Ms. Leonard, of UC-Davis, sought a closer relationship with Green River after she noticed large numbers of international community-college applicants from the Seattle area. She has a designated a contact in her office to field questions from Green River and other two-year institutions and has flown in both college counselors and admitted students to visit the campus.
Learning How to Succeed
Expanding foreign-student recruitment from community colleges is attractive not just because of tight international-travel budgets but because such students know how to succeed in American classrooms, Ms. Leonard says.
That’s not just a matter of taking the right courses. Celia Chen came to Green River after finishing her first year at Beijing Normal University. She had aspirations to study in the United States, she says with a laugh, “but I really couldn’t say a sentence.”

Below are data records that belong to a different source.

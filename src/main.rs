use clap::{value_parser, Arg, ArgMatches, Command};
use fanout::{Config, ConcurrentBag, Executor, GroupingEngine, ParallelRange, Record, Result};
use log::{error, info};
use std::{
    collections::BTreeMap,
    hint::black_box,
    sync::{Arc, Mutex, PoisonError},
    thread::sleep,
    time::{Duration, Instant},
};

const OUTER: i64 = 10_000;
const INNER: i64 = 60_000;
const LOCKED_INNER: i64 = 1_000;

fn cli() -> Command {
    let demo = |name: &'static str, about: &'static str| Command::new(name).about(about);

    Command::new("fanout")
        .version(clap::crate_version!())
        .about("Sequential vs parallel runs of the fanout primitives")
        .arg(
            Arg::new("workers")
                .long("workers")
                .short('w')
                .global(true)
                .value_parser(value_parser!(usize))
                .help("Worker threads (default: FANOUT_WORKERS or the number of CPUs)"),
        )
        .arg(
            Arg::new("repeat")
                .long("repeat")
                .global(true)
                .value_parser(value_parser!(usize))
                .default_value("200000")
                .help("Copies of the six sample records used by `filter` and `group`"),
        )
        .subcommand(demo("invoke", "Run two sleeping tasks at once"))
        .subcommand(demo("for", "CPU bound loop, sequential and over a parallel range"))
        .subcommand(demo("lock", "Shared counter behind a mutex"))
        .subcommand(demo("foreach", "Print a list from parallel workers"))
        .subcommand(demo("break", "Stop and break a loop once 300 items are collected"))
        .subcommand(demo("bag", "Concurrent inserts into a bag"))
        .subcommand(demo("filter", "Filter records by age"))
        .subcommand(demo("group", "Group records by age"))
        .subcommand(demo("all", "Run every demo (default)"))
}

struct Demo {
    config: Config,
    repeat: usize,
}

fn ms(d: Duration) -> u128 {
    d.as_millis()
}

fn run1() {
    sleep(Duration::from_secs(2));
    println!("Task 1 took 2 s");
}

fn run2() {
    sleep(Duration::from_secs(3));
    println!("Task 2 took 3 s");
}

fn burn(item: i64) {
    for _ in 0..INNER {
        let mut sum = 0;
        sum += item;
        black_box(sum);
    }
}

impl Demo {
    fn records(&self) -> Vec<Record> {
        let samples = Record::samples();
        let mut records = Vec::with_capacity(samples.len() * self.repeat);
        for _ in 0..self.repeat {
            records.extend(samples.iter().cloned());
        }
        records
    }

    fn invoke(&self) -> Result<()> {
        let executor = Executor::new(&self.config);
        let report = executor.invoke(vec![run1 as fn(), run2 as fn()])?;
        println!("Parallel run {} ms.", ms(report.elapsed));

        let started = Instant::now();
        run1();
        run2();
        println!("Normal run {} ms.", ms(started.elapsed()));
        Ok(())
    }

    fn for_loop(&self) -> Result<()> {
        let started = Instant::now();
        for i in 0..OUTER {
            burn(i);
        }
        println!("NormalFor run {} ms.", ms(started.elapsed()));

        let result = ParallelRange::new(&self.config).for_each(0, OUTER, |i, _| burn(i))?;
        println!("ParallelFor run {} ms.", ms(result.elapsed));
        Ok(())
    }

    fn lock(&self) -> Result<()> {
        let mut num = 0u64;
        let started = Instant::now();
        for _ in 0..OUTER {
            for _ in 0..LOCKED_INNER {
                num += 1;
            }
        }
        black_box(num);
        println!("NormalFor run {} ms, num = {}.", ms(started.elapsed()), num);

        let num = Arc::new(Mutex::new(0u64));
        let shared = Arc::clone(&num);
        let result = ParallelRange::new(&self.config).for_each(0, OUTER, move |_, _| {
            for _ in 0..LOCKED_INNER {
                *shared.lock().unwrap_or_else(PoisonError::into_inner) += 1;
            }
        })?;
        let total = *num.lock().unwrap_or_else(PoisonError::into_inner);
        println!("ParallelFor run {} ms, num = {}.", ms(result.elapsed), total);
        Ok(())
    }

    fn foreach(&self) -> Result<()> {
        let list = (0..100).collect::<Vec<i32>>();
        ParallelRange::new(&self.config).for_each_item(list, |item, _| println!("{}", item))?;
        Ok(())
    }

    fn early_exit(&self) -> Result<()> {
        let range = ParallelRange::new(&self.config);
        for &hard in &[true, false] {
            let bag = Arc::new(ConcurrentBag::new());
            let sink = Arc::clone(&bag);
            let result = range.for_each(0, 1000, move |i, state| {
                if sink.len() >= 300 {
                    if hard {
                        state.stop();
                    } else {
                        state.request_break();
                    }
                    return;
                }
                sink.insert(i);
            })?;
            println!(
                "{}: bag count is {}, lowest break {:?}, {} ms",
                if hard { "Stop" } else { "Break" },
                bag.len(),
                result.lowest_break_iteration,
                ms(result.elapsed),
            );
        }
        Ok(())
    }

    fn bag(&self) -> Result<()> {
        let bag = Arc::new(ConcurrentBag::new());
        let sink = Arc::clone(&bag);
        ParallelRange::new(&self.config).for_each(0, 10_000, move |i, _| sink.insert(i))?;
        println!("ConcurrentBag's count is {}", bag.len());
        Ok(())
    }

    fn filter(&self) -> Result<()> {
        let records = self.records();

        let started = Instant::now();
        let older = records.iter().filter(|c| c.age > 26).cloned().collect::<Vec<_>>();
        println!("Sequential filter: {} records in {} ms.", older.len(), ms(started.elapsed()));

        let started = Instant::now();
        let older = GroupingEngine::new(&self.config).filter(records, |c| c.age > 26)?;
        println!("Parallel filter: {} records in {} ms.", older.len(), ms(started.elapsed()));
        Ok(())
    }

    fn group(&self) -> Result<()> {
        let records = self.records();

        let started = Instant::now();
        let mut by_age = BTreeMap::<u32, Vec<&Record>>::new();
        for r in &records {
            by_age.entry(r.age).or_default().push(r);
        }
        for (age, rs) in &by_age {
            println!("Age={}, count = {}", age, rs.len());
        }
        println!("Sequential group by: {} ms.", ms(started.elapsed()));

        let started = Instant::now();
        let grouping = GroupingEngine::new(&self.config).group_by(records, |r| r.age)?;
        for (age, count) in grouping.counts() {
            println!("Lookup: Age={}, count = {}", age, count);
        }
        println!("Parallel group by: {} ms.", ms(started.elapsed()));
        Ok(())
    }

    fn all(&self) -> Result<()> {
        self.invoke()?;
        self.for_loop()?;
        self.lock()?;
        self.foreach()?;
        self.early_exit()?;
        self.bag()?;
        self.filter()?;
        self.group()
    }
}

fn run(matches: &ArgMatches) -> Result<()> {
    let (name, args) = matches.subcommand().unwrap_or(("all", matches));

    let mut config = Config::from_env()?;
    if let Some(&workers) = args.get_one::<usize>("workers") {
        config = config.with_workers(workers).with_partitions(workers);
        config.validate()?;
    }
    let repeat = args.get_one::<usize>("repeat").copied().unwrap_or(200_000);

    info!("running `{}` on {} workers", name, config.workers);
    let demo = Demo { config, repeat };
    match name {
        "invoke" => demo.invoke(),
        "for" => demo.for_loop(),
        "lock" => demo.lock(),
        "foreach" => demo.foreach(),
        "break" => demo.early_exit(),
        "bag" => demo.bag(),
        "filter" => demo.filter(),
        "group" => demo.group(),
        _ => demo.all(),
    }
}

fn main() {
    env_logger::Builder::from_env(env_logger::Env::default().default_filter_or("info")).init();

    if let Err(e) = run(&cli().get_matches()) {
        error!("{}", e);
        std::process::exit(1);
    }
}
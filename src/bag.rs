//! An unordered collection that any number of threads can insert into at once.
//!
//! Values live in a fixed set of mutex-guarded shards. Each thread is pinned to one shard on
//! first use, so concurrent inserters from different threads rarely meet on the same lock.
//!
//! ```
//! use fanout::{Config, ConcurrentBag, ParallelRange};
//! use std::sync::Arc;
//!
//! let bag = Arc::new(ConcurrentBag::new());
//! let sink = Arc::clone(&bag);
//! ParallelRange::new(&Config::default())
//!     .for_each(0, 10_000, move |i, _| sink.insert(i))
//!     .unwrap();
//! assert_eq!(bag.len(), 10_000);
//! ```
//!
//! A plain `Vec` cannot stand in for it: pushing to one from several threads is rejected at
//! compile time rather than losing updates at run time.
//!
//! ```compile_fail
//! let mut list = Vec::new();
//! std::thread::scope(|s| {
//!     for i in 0..4 {
//!         s.spawn(|| list.push(i));
//!     }
//! });
//! ```

use std::{
    cell::Cell,
    fmt,
    sync::{
        atomic::{AtomicUsize, Ordering},
        Mutex, MutexGuard, PoisonError,
    },
};

static NEXT_SHARD: AtomicUsize = AtomicUsize::new(0);

thread_local! {
    static SHARD_HINT: Cell<Option<usize>> = Cell::new(None);
}

fn shard_hint() -> usize {
    SHARD_HINT.with(|hint| match hint.get() {
        Some(slot) => slot,
        None => {
            let slot = NEXT_SHARD.fetch_add(1, Ordering::Relaxed);
            hint.set(Some(slot));
            slot
        }
    })
}

// A panic while holding a shard lock cannot leave a `Vec` half-pushed.
fn lock<T>(shard: &Mutex<Vec<T>>) -> MutexGuard<'_, Vec<T>> {
    shard.lock().unwrap_or_else(PoisonError::into_inner)
}

pub struct ConcurrentBag<T> {
    shards: Box<[Mutex<Vec<T>>]>,
    len: AtomicUsize,
}

impl<T> ConcurrentBag<T> {
    /// A bag with one shard per logical CPU.
    pub fn new() -> Self {
        Self::with_shards(num_cpus::get())
    }

    pub fn with_shards(n_shards: usize) -> Self {
        Self {
            shards: (0..n_shards.max(1)).map(|_| Mutex::new(Vec::new())).collect(),
            len: AtomicUsize::new(0),
        }
    }

    fn home(&self) -> usize {
        shard_hint() % self.shards.len()
    }

    pub fn insert(&self, value: T) {
        let mut shard = lock(&self.shards[self.home()]);
        shard.push(value);
        // Counted under the shard lock so a concurrent `try_take` never sees the value
        // before it is counted.
        self.len.fetch_add(1, Ordering::AcqRel);
    }

    /// Number of completed insertions minus removals.
    pub fn len(&self) -> usize {
        self.len.load(Ordering::Acquire)
    }

    pub fn is_empty(&self) -> bool {
        self.len() == 0
    }

    /// Removes an arbitrary element, preferring the calling thread's own shard.
    pub fn try_take(&self) -> Option<T> {
        let home = self.home();
        let n_shards = self.shards.len();
        (0..n_shards).find_map(|i| {
            let mut shard = lock(&self.shards[(home + i) % n_shards]);
            let value = shard.pop()?;
            self.len.fetch_sub(1, Ordering::AcqRel);
            Some(value)
        })
    }

    /// Copy of the current contents in no particular order. Shards are visited one at a
    /// time, so inserts racing with the snapshot may or may not be included.
    pub fn snapshot(&self) -> Vec<T>
    where
        T: Clone,
    {
        let mut out = Vec::with_capacity(self.len());
        for shard in self.shards.iter() {
            out.extend(lock(shard).iter().cloned());
        }
        out
    }

    pub fn into_vec(self) -> Vec<T> {
        let mut out = Vec::with_capacity(self.len.into_inner());
        for shard in self.shards.into_vec() {
            out.append(&mut shard.into_inner().unwrap_or_else(PoisonError::into_inner));
        }
        out
    }
}

impl<T> Default for ConcurrentBag<T> {
    fn default() -> Self {
        Self::new()
    }
}

impl<T> FromIterator<T> for ConcurrentBag<T> {
    fn from_iter<I: IntoIterator<Item = T>>(iter: I) -> Self {
        let bag = Self::new();
        for value in iter {
            bag.insert(value);
        }
        bag
    }
}

impl<T> fmt::Debug for ConcurrentBag<T> {
    fn fmt(&self, f: &mut fmt::Formatter<'_>) -> fmt::Result {
        f.debug_struct("ConcurrentBag")
            .field("len", &self.len())
            .field("shards", &self.shards.len())
            .finish()
    }
}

The college’s small classes allowed her to gain confidence in her English and helped her adjust to American-style education, with its emphasis on critical thinking and classroom discussion. Advisers hekped her select a major, computer science, and taught her that extracurricular activities and volunteering count in college admissions, not just grades and test scores. At Green River, Ms. Chen, who is now finishing her final semester at Indiana, served as a math tutor and president of the international club.
“It helps you be ready for higher education,” she says of her time at the community college. “I knew how to study. I knew what to expect.”
Still, adopting such a strategy can’t happen overnight. Community colleges are increasingly interested in recruiting internationally, both to diversify their campuses and bring in more tuition revenue. Yet the number of international students in associate-degree programs declined in the 2009-10 academic year, the most recent one for which there is data, a drop that probably reflects the global economic crisis.
Families of associate-degree students are often the least able to afford an overseas education, while international-recruiting budgets at community colleges, already small, have been tightened further. Even in good years, foreign students planning to attend community colleges often have a more difficult time getting visas, in part because consular officials worry they might stay in the United States.
Mr. Jennings and others argue that coming to study with the intent to transfer could ease the visa process because it would reassure visa officers that students are serious. Mr. Jennings is fortunate in that he has strong support from Green River administrators, who have long seen the cultural and financial benefits international students can bring. International students pay as much as three times the annual tuition that domestic students do, allowing the college to support an international-office staff of 35, who recruit and advise foreign students and teach intensive English courses.
“We’re really hands-on with our students,” says Mr. Jennings, “because their success is our success.”